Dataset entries
_ _ _ _
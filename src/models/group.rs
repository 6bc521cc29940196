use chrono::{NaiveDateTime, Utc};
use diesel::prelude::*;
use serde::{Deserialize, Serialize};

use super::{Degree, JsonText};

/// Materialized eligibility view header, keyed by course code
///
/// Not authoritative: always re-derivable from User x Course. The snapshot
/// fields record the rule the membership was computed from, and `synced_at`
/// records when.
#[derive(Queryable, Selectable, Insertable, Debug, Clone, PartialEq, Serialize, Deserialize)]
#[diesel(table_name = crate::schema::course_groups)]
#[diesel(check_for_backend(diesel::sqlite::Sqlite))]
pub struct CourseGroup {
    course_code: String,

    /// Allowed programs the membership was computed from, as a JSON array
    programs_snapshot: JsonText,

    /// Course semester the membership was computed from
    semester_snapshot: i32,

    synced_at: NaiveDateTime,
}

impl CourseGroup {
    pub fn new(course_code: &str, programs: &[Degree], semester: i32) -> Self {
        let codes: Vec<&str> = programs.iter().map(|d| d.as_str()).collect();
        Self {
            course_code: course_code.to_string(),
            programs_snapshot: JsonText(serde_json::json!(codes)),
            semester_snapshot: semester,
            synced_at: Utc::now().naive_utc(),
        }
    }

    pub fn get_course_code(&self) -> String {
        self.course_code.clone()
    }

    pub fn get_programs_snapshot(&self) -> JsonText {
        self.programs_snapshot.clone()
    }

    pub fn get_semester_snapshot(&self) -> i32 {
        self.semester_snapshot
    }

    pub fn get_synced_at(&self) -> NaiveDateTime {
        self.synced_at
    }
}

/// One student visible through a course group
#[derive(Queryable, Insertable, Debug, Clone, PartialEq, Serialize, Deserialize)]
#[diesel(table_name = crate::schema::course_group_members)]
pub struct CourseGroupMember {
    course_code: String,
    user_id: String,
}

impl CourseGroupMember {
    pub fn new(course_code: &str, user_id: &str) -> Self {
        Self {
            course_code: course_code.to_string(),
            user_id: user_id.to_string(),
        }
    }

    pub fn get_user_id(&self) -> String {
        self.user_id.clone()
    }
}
_ _ _ _
» **Work request**
Whichever lines of the records above hold the word "NaiveDateTime" should all be copied out.

» **Answer**
use chrono::{NaiveDateTime, Utc};
    synced_at: NaiveDateTime,
    pub fn get_synced_at(&self) -> NaiveDateTime {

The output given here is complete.